Closed ccrook closed 2 years ago

ccrook commented 3 years ago

In the discussion of discontinuities at the edge of spatial models #25 during the meeting of 25 Jan 2021 it became clear that there is also a question about discontinuity in the deformation field itself, eg surface faulting. This is a different question to discontinuity that is an artefact of the model production (eg boundary of nested grids).

During the meeting it was suggested that:

This issue is to raise the question of how this should be represented in the functional model

How should a physical discontinuity in the deformation field be represented in the functional model?

ccrook commented 3 years ago

Note that the HTDP model #28 includes fault plane models that intersect the surface (ie top of the fault is at depth 0), so this point motion model does include a discontinuity in the calculated deformation field.

ccrook commented 3 years ago

JF - some form of flags to indicate issues with deformation field in an area eg flag on nodes (numeric or boolean depending on capabilities of transport) software could assess number of affected nodes at interpolation point. KK separate models for each side of fault - no-mans land between. CC/JF issue at ends ? could use NaN on nodes adjacent to fault CC NaN may be undesirable for users where transformation fails in affected area - what should they do with the data?

ccrook commented 3 years ago

I've added a discussion of a "quality" parameter to the strawman document. There is a discussion reflecting some of the points above and also raising two other issues.

I have included two options for representing quality issues at the moment - one using a quality value at nodes

and one using spatial model metadata

ccrook commented 2 years ago

Email from @ccrook on 18 Jan 2022 with minor edits

.. in terms of getting the specification to a near final state in a timely way it is for me a blocking issue. In many ways to me the inclusion or not of the "quality flag" at nodes feels more in the realm of research rather than specification at the moment which in my mind takes it beyond the middle of this year, by when I'd like our specification to be finalised apart from editing/OGC review.
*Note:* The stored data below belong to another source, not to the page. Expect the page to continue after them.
// Operator actions on careers and suspicious-activity flags.
//
// Career writes take the same per-player locks as settlement, so an
// override never lands between a settlement's read and its write.

use std::sync::Arc;

use crate::coordinator::PlayerLocks;
use crate::db::{Career, Database, PlayerId, SuspiciousActivity};
use crate::error::RankedError;

pub struct Admin {
    db: Arc<Database>,
    locks: PlayerLocks,
}

impl Admin {
    pub fn new(db: Arc<Database>, locks: PlayerLocks) -> Self {
        Self { db, locks }
    }

    /// Freeze (or unfreeze) a player's rating. Matches still count.
    pub async fn set_suspended(&self, player_id: PlayerId, suspended: bool) -> Result<(), RankedError> {
        let _guard = self.locks.lock_one(player_id).await;
        if !self.db.set_rating_suspended(player_id, suspended).await? {
            return Err(RankedError::UnknownPlayer(player_id));
        }
        tracing::warn!(player_id, suspended, "admin: rating suspension changed");
        Ok(())
    }

    /// Set a rating directly; the tier follows.
    pub async fn override_rating(&self, player_id: PlayerId, rating: i32) -> Result<Career, RankedError> {
        let _guard = self.locks.lock_one(player_id).await;
        let career = self
            .db
            .override_rating(player_id, rating)
            .await?
            .ok_or(RankedError::UnknownPlayer(player_id))?;
        tracing::warn!(player_id, rating, tier = %career.rank_tier, "admin: rating overridden");
        Ok(career)
    }

    /// Review a flag once. Clearing it removes its trust impact.
    pub async fn review_flag(&self, flag_id: i64, clear: bool) -> Result<(), RankedError> {
        if !self.db.review_flag(flag_id, clear).await? {
            return Err(RankedError::FlagNotReviewable(flag_id));
        }
        tracing::info!(flag_id, clear, "admin: flag reviewed");
        Ok(())
    }

    pub async fn open_flags(&self, player_id: PlayerId) -> Result<Vec<SuspiciousActivity>, RankedError> {
        Ok(self.db.list_flags(player_id, false).await?)
    }
}

#[cfg(test)]
mod tests {
    use super::*;
    use crate::db::NewFlag;

    async fn admin() -> (Admin, Arc<Database>) {
        let db = Arc::new(Database::new("sqlite::memory:").await.unwrap());
        (Admin::new(db.clone(), PlayerLocks::default()), db)
    }

    #[tokio::test]
    async fn test_override_waits_for_settlement_lock() {
        let db = Arc::new(Database::new("sqlite::memory:").await.unwrap());
        db.get_or_create_career(1, 0).await.unwrap();
        let locks = PlayerLocks::default();
        let admin = Arc::new(Admin::new(db.clone(), locks.clone()));

        // A settlement on (1, 2) is in flight
        let settling = locks.lock_pair(1, 2).await;
        let pending = {
            let admin = admin.clone();
            tokio::spawn(async move { admin.override_rating(1, 1500).await })
        };
        tokio::time::sleep(std::time::Duration::from_millis(50)).await;
        assert!(!pending.is_finished());
        assert_eq!(db.get_career(1).await.unwrap().unwrap().rating, 1000);

        drop(settling);
        let career = pending.await.unwrap().unwrap();
        assert_eq!(career.rating, 1500);
        assert_eq!(locks.tracked(), 0);
    }

    #[tokio::test]
    async fn test_unknown_player() {
        let (admin, _) = admin().await;
        assert!(matches!(
            admin.set_suspended(5, true).await,
            Err(RankedError::UnknownPlayer(5))
        ));
        assert!(matches!(
            admin.override_rating(5, 1500).await,
            Err(RankedError::UnknownPlayer(5))
        ));
    }

    #[tokio::test]
    async fn test_override_keeps_tier_derived() {
        let (admin, db) = admin().await;
        db.get_or_create_career(1, 0).await.unwrap();
        let career = admin.override_rating(1, 1750).await.unwrap();
        assert_eq!(career.rank_tier, "Platinum II");
        assert_eq!(career.highest_rating, 1750);

        let career = admin.override_rating(1, 800).await.unwrap();
        assert_eq!(career.rank_tier, "Silver III");
        assert_eq!(career.highest_rating, 1750);
    }

    #[tokio::test]
    async fn test_review_flag_once() {
        let (admin, db) = admin().await;
        let flag = NewFlag {
            match_id: None,
            user_id: 1,
            activity_type: "win_trading".into(),
            opponent_id: Some(2),
            trust_score_impact: -25,
            details: "3 consecutive alternating results".into(),
        };
        let id = db.insert_flag(&flag, 10).await.unwrap().unwrap();
        assert_eq!(admin.open_flags(1).await.unwrap().len(), 1);

        admin.review_flag(id, true).await.unwrap();
        assert!(admin.open_flags(1).await.unwrap().is_empty());
        assert!(matches!(
            admin.review_flag(id, false).await,
            Err(RankedError::FlagNotReviewable(_))
        ));
    }
}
The challenge for the specification is how to explicitly define such a thing and describe how it is used in the context of a transformation. At the moment GIS software doesn't handle uncertainty in transformations, let alone more esoteric quality information. Kevin agreed that there is value for users in being able to visualise in a GIS where/when such issues occur, but I am not sure that adding this to the grid nodes is the best way of achieving that. So options I can see at the moment are:

My feeling is that with the current state of software a GIS data set defining areas of concern would be more useful to most users than flags on nodes. I could imagine a GIS dataset in a standard format (GML, GeoPackage, shapefile, ...) which contains a layer of polygon features defining the extents of the areas for concern, each with a date and description attribute.

This could be very easily visualised and compared users' other data set using GIS queries. While this could be embedded in the deformation model I think that would make it less accessible to users - better that it is published as a downloadable dataset by the producer which is referenced by a URL in the metadata for the deformation model.

ccrook commented 2 years ago

Response from Kevin Kelly 19 Jan 2022:

This is an important issue that should be designed in such a way as to be calculable, extensible and readily incorporated into a coordinate operation or workflow. Using these criteria, I’ve prioritize the proffered options as follows along with my rationale for doing so:

  1. Uncertainty at grid nodes. This is the most rigorous and desirable approach. It can be implemented as an overlay grid to a displacement grid and readily incorporated into a coordinate operation calculation or workflow. It can be applied as an error propagation calculation or operate as a numerical flag to indicate areas where displacements have unusually high uncertainty or where displacements are unknown. It is extensible in that it can be either a sparse grid with a single uncertainty value per node or a fuller, more descriptive grid with a matrix of values per node. Both the DMFM and GGXF are, in their present state of development, capable of handling either of these grid structures.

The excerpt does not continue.